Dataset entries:
------------------------------------------------------------

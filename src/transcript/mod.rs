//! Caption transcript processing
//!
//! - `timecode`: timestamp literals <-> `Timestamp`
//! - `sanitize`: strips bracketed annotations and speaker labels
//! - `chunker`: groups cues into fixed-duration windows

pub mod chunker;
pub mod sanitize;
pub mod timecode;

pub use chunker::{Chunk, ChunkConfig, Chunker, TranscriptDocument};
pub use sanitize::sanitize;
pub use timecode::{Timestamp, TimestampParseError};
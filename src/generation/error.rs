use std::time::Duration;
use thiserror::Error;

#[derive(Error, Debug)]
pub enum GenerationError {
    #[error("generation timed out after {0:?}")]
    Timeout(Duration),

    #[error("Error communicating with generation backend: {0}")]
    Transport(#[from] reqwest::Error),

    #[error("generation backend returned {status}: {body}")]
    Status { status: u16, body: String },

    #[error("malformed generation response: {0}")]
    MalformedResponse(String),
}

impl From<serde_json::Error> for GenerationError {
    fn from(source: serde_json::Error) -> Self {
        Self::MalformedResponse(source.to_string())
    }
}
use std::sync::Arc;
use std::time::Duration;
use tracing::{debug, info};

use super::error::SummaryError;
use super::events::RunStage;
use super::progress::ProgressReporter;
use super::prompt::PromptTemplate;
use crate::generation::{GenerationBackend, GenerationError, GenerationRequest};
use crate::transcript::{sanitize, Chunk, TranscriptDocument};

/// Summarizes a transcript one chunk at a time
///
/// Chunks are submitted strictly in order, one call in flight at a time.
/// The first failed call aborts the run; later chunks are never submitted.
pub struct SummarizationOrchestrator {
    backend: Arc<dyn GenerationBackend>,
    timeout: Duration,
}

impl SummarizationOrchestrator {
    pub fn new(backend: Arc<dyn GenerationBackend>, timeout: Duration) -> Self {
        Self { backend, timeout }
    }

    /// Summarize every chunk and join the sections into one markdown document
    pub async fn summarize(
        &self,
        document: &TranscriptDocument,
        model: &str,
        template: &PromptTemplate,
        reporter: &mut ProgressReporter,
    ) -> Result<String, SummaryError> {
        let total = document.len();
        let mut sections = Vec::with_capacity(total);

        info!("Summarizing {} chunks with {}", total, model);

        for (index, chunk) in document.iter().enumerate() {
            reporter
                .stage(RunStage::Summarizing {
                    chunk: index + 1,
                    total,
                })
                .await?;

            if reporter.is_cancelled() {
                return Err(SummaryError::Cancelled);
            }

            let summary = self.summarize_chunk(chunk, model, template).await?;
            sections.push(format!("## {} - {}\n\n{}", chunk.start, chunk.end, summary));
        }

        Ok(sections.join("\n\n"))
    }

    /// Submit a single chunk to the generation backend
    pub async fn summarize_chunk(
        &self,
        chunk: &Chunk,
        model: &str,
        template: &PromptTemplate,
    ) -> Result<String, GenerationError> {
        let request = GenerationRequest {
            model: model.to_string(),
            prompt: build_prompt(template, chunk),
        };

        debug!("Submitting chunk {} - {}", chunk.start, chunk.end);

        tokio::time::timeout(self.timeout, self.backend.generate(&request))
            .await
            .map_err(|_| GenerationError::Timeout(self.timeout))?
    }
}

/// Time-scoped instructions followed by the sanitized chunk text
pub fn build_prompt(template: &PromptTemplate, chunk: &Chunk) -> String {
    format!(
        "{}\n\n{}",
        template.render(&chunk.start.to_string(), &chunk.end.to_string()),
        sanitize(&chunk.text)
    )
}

------------------------------------------------------------

TO DO:
Search the entries above for the string "TranscriptDocument". Copy each line in which it appears.

RESULT FOR THIS TASK:
pub use chunker::{Chunk, ChunkConfig, Chunker, TranscriptDocument};
use crate::transcript::{sanitize, Chunk, TranscriptDocument};
        document: &TranscriptDocument,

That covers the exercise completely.